• _Exercise details_
Repeat nothing but the lines below running from the one containing "server answers with." to the one containing "than auth failures". Keep both end lines.

• _Supplied records_
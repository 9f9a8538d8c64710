//! Gateway errors surfaced to callers of `complete` and `test_channel`.

use serde::{Deserialize, Serialize};
use std::fmt;
use thiserror::Error;

/// Canonical error classification.
///
/// Every failure the gateway reports maps onto exactly one kind. The kind
/// decides retry behaviour and the HTTP status the server answers with.
#[derive(Debug, Clone, Copy, PartialEq, Eq, Hash, Serialize, Deserialize)]
#[serde(rename_all = "snake_case")]
pub enum ErrorKind {
    /// Tenant quota missing, suspended, or exhausted
    QuotaExceeded,
    /// No eligible channel for the tenant and model
    NoAvailableChannel,
    /// Upstream did not answer within the configured timeout
    UpstreamTimeout,
    /// Upstream answered 5xx
    UpstreamServerError,
    /// Upstream could not be reached (refused, reset, DNS)
    UpstreamUnavailable,
    /// Upstream answered 4xx other than auth failures
    UpstreamClientError,
    /// Upstream rejected the channel credential (401/403)
    InvalidCredential,
    /// Upstream payload could not be parsed or mapped
    TranslationError,
    /// Caller went away before the call finished
    Cancelled,
    /// Registry lookup found nothing
    NotFound,
    /// Request rejected before dispatch (empty messages, missing model)
    InvalidRequest,
}

impl ErrorKind {
    /// Map an upstream HTTP status to a kind. Returns `None` for 2xx.
    pub fn from_status_code(code: u16) -> Option<Self> {
        match code {
            200..=299 => None,
            401 | 403 => Some(ErrorKind::InvalidCredential),
            408 | 504 => Some(ErrorKind::UpstreamTimeout),
            500..=599 => Some(ErrorKind::UpstreamServerError),
            _ => Some(ErrorKind::UpstreamClientError),
        }
    }

    /// Transient unavailability: worth one retry on another channel.
    pub fn is_retryable(&self) -> bool {
        matches!(
            self,
            ErrorKind::UpstreamTimeout
                | ErrorKind::UpstreamServerError
                | ErrorKind::UpstreamUnavailable
        )
    }

    /// Whether the failure is attributable to the channel and should feed
    /// its health streak.
    pub fn counts_against_channel(&self) -> bool {
        matches!(
            self,
            ErrorKind::UpstreamTimeout
                | ErrorKind::UpstreamServerError
                | ErrorKind::UpstreamUnavailable
                | ErrorKind::UpstreamClientError
                | ErrorKind::InvalidCredential
                | ErrorKind::TranslationError
        )
    }

    pub fn http_status_code(&self) -> u16 {
        match self {
            ErrorKind::QuotaExceeded => 429,
            ErrorKind::NoAvailableChannel => 503,
            ErrorKind::UpstreamTimeout => 504,
            ErrorKind::UpstreamServerError | ErrorKind::UpstreamUnavailable => 502,
            ErrorKind::UpstreamClientError => 400,
            ErrorKind::InvalidCredential => 502,
            ErrorKind::TranslationError => 502,
            ErrorKind::Cancelled => 499,
            ErrorKind::NotFound => 404,
            ErrorKind::InvalidRequest => 400,
        }
    }

    pub fn as_str(&self) -> &'static str {
        match self {
            ErrorKind::QuotaExceeded => "quota_exceeded",
            ErrorKind::NoAvailableChannel => "no_available_channel",
            ErrorKind::UpstreamTimeout => "upstream_timeout",
            ErrorKind::UpstreamServerError => "upstream_server_error",
            ErrorKind::UpstreamUnavailable => "upstream_unavailable",
            ErrorKind::UpstreamClientError => "upstream_client_error",
            ErrorKind::InvalidCredential => "invalid_credential",
            ErrorKind::TranslationError => "translation_error",
            ErrorKind::Cancelled => "cancelled",
            ErrorKind::NotFound => "not_found",
            ErrorKind::InvalidRequest => "invalid_request",
        }
    }
}

impl fmt::Display for ErrorKind {
    fn fmt(&self, f: &mut fmt::Formatter<'_>) -> fmt::Result {
        f.write_str(self.as_str())
    }
}

/// A classified failure with a caller-safe message.
///
/// The message never contains raw upstream bodies; see
/// `switchyard_core::proxy::common::sanitize_error`.
#[derive(Debug, Clone, Error, Serialize, Deserialize, PartialEq, Eq)]
#[error("{kind}: {message}")]
pub struct GatewayError {
    pub kind: ErrorKind,
    pub message: String,
}

impl GatewayError {
    pub fn new(kind: ErrorKind, message: impl Into<String>) -> Self {
        Self { kind, message: message.into() }
    }

    pub fn quota_exceeded(tenant_id: &str) -> Self {
        Self::new(ErrorKind::QuotaExceeded, format!("Quota exceeded for tenant {}", tenant_id))
    }

    pub fn no_available_channel(tenant_id: &str, model: &str) -> Self {
        Self::new(
            ErrorKind::NoAvailableChannel,
            format!("No available channel for tenant {} and model {}", tenant_id, model),
        )
    }

    pub fn not_found(what: impl Into<String>) -> Self {
        Self::new(ErrorKind::NotFound, what)
    }

    pub fn translation(message: impl Into<String>) -> Self {
        Self::new(ErrorKind::TranslationError, message)
    }

    pub fn cancelled() -> Self {
        Self::new(ErrorKind::Cancelled, "Request cancelled by caller")
    }

    pub fn is_retryable(&self) -> bool {
        self.kind.is_retryable()
    }

    pub fn http_status_code(&self) -> u16 {
        self.kind.http_status_code()
    }
}

#[cfg(test)]
mod tests {
    use super::*;

    #[test]
    fn test_status_mapping() {
        assert_eq!(ErrorKind::from_status_code(200), None);
        assert_eq!(ErrorKind::from_status_code(401), Some(ErrorKind::InvalidCredential));
        assert_eq!(ErrorKind::from_status_code(403), Some(ErrorKind::InvalidCredential));
        assert_eq!(ErrorKind::from_status_code(400), Some(ErrorKind::UpstreamClientError));
        assert_eq!(ErrorKind::from_status_code(429), Some(ErrorKind::UpstreamClientError));
        assert_eq!(ErrorKind::from_status_code(503), Some(ErrorKind::UpstreamServerError));
        assert_eq!(ErrorKind::from_status_code(504), Some(ErrorKind::UpstreamTimeout));
    }

    #[test]
    fn test_only_transient_kinds_retry() {
        assert!(ErrorKind::UpstreamTimeout.is_retryable());
        assert!(ErrorKind::UpstreamServerError.is_retryable());
        assert!(ErrorKind::UpstreamUnavailable.is_retryable());
        assert!(!ErrorKind::InvalidCredential.is_retryable());
        assert!(!ErrorKind::UpstreamClientError.is_retryable());
        assert!(!ErrorKind::QuotaExceeded.is_retryable());
        assert!(!ErrorKind::Cancelled.is_retryable());
    }

    #[test]
    fn test_error_serialization() {
        let err = GatewayError::no_available_channel("t1", "gpt-x");
        let json = serde_json::to_string(&err).unwrap();
        assert!(json.contains("no_available_channel"));

        let back: GatewayError = serde_json::from_str(&json).unwrap();
        assert_eq!(err, back);
    }
}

• _Your response_
/// decides retry behaviour and the HTTP status the server answers with.
#[derive(Debug, Clone, Copy, PartialEq, Eq, Hash, Serialize, Deserialize)]
#[serde(rename_all = "snake_case")]
pub enum ErrorKind {
    /// Tenant quota missing, suspended, or exhausted
    QuotaExceeded,
    /// No eligible channel for the tenant and model
    NoAvailableChannel,
    /// Upstream did not answer within the configured timeout
    UpstreamTimeout,
    /// Upstream answered 5xx
    UpstreamServerError,
    /// Upstream could not be reached (refused, reset, DNS)
    UpstreamUnavailable,
    /// Upstream answered 4xx other than auth failures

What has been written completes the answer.